#### [Task to carry out]
Each entry needs to be given again, character for character.

#### [Data shown]
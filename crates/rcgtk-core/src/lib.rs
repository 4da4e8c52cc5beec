//! rcgtk Core Types and Definitions
//!
//! This crate provides the foundational types shared by the rcgtk parser and
//! translator. It includes:
//!
//! - **Geometry**: Source rectangles and grid cells ([`geometry`] module)
//! - **Grid**: The dialog-unit to grid-cell mapping ([`grid::GridMapper`])
//! - **Style**: `|`-joined style flag lists ([`style::StyleFlags`])
//! - **Symbols**: The resolved identifier table ([`symbol::SymbolTable`])
//! - **Semantic**: Typed control records for dialog elements ([`semantic`] module)

pub mod geometry;
pub mod grid;
pub mod semantic;
pub mod style;
pub mod symbol;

#### [Answer to this task]
filename crates/rcgtk-core/src/lib.rs
repository 4da4e8c52cc5beec
//! rcgtk Core Types and Definitions
//!
//! This crate provides the foundational types shared by the rcgtk parser and
//! translator. It includes:
//!
//! - **Geometry**: Source rectangles and grid cells ([`geometry`] module)
//! - **Grid**: The dialog-unit to grid-cell mapping ([`grid::GridMapper`])
//! - **Style**: `|`-joined style flag lists ([`style::StyleFlags`])
//! - **Symbols**: The resolved identifier table ([`symbol::SymbolTable`])
//! - **Semantic**: Typed control records for dialog elements ([`semantic`] module)

pub mod geometry;
pub mod grid;
pub mod semantic;
pub mod style;
pub mod symbol;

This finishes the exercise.